Records provided: Begin
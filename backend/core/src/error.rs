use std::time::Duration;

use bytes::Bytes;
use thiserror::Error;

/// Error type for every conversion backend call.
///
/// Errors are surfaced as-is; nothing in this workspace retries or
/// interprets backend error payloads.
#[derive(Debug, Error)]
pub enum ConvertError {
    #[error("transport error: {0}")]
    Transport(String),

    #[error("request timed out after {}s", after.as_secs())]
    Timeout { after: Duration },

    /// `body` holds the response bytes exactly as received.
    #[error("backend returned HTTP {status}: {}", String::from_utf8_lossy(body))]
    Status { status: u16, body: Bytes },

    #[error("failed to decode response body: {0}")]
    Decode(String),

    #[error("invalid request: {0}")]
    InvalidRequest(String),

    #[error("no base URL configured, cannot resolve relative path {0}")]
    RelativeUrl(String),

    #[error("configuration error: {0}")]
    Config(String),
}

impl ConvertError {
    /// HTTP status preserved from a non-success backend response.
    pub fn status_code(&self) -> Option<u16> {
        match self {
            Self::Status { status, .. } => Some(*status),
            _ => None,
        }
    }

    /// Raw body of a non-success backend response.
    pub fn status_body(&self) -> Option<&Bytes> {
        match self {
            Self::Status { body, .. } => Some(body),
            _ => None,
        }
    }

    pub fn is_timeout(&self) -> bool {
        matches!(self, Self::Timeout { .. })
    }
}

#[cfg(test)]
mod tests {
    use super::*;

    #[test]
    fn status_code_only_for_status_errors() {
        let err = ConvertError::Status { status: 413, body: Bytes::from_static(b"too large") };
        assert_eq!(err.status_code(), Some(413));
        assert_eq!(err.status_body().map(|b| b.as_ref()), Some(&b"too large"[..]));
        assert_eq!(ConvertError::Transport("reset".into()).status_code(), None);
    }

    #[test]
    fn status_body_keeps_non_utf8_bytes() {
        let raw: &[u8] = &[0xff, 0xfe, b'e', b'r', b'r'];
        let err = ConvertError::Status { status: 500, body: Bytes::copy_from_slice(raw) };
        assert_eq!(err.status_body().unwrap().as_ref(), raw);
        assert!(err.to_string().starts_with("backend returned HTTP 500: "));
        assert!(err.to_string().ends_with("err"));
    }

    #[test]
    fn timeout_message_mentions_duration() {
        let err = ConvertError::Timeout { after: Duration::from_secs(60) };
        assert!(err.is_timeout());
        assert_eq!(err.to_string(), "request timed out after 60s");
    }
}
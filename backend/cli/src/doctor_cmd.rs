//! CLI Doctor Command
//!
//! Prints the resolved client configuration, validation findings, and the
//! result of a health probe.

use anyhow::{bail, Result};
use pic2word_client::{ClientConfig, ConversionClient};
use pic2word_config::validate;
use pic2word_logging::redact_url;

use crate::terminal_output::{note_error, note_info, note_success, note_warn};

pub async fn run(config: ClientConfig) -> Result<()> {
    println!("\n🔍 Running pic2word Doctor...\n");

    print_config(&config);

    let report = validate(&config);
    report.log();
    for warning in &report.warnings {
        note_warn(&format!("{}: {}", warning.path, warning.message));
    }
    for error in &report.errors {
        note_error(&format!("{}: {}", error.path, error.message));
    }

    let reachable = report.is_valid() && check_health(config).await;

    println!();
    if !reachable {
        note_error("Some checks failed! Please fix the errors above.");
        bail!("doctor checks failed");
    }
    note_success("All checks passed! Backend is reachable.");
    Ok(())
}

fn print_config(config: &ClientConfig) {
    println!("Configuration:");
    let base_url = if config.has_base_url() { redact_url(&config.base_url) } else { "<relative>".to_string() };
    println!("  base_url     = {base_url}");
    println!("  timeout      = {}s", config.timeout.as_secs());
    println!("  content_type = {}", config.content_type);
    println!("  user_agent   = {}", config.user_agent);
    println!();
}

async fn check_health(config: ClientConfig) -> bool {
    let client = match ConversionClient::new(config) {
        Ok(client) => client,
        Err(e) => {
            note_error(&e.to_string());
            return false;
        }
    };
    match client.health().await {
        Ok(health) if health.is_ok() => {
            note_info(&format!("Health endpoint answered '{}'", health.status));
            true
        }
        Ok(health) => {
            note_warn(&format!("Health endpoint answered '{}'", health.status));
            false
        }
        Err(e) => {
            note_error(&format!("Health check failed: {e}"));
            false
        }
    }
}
Records provided: End
> Work to be completed:
Using the entries above, quote each line verbatim from the first through the line that contains "exactly as received.".

> Solved exercise:
filename backend/core/src/error.rs
use std::time::Duration;

use bytes::Bytes;
use thiserror::Error;

/// Error type for every conversion backend call.
///
/// Errors are surfaced as-is; nothing in this workspace retries or
/// interprets backend error payloads.
#[derive(Debug, Error)]
pub enum ConvertError {
    #[error("transport error: {0}")]
    Transport(String),

    #[error("request timed out after {}s", after.as_secs())]
    Timeout { after: Duration },

    /// `body` holds the response bytes exactly as received.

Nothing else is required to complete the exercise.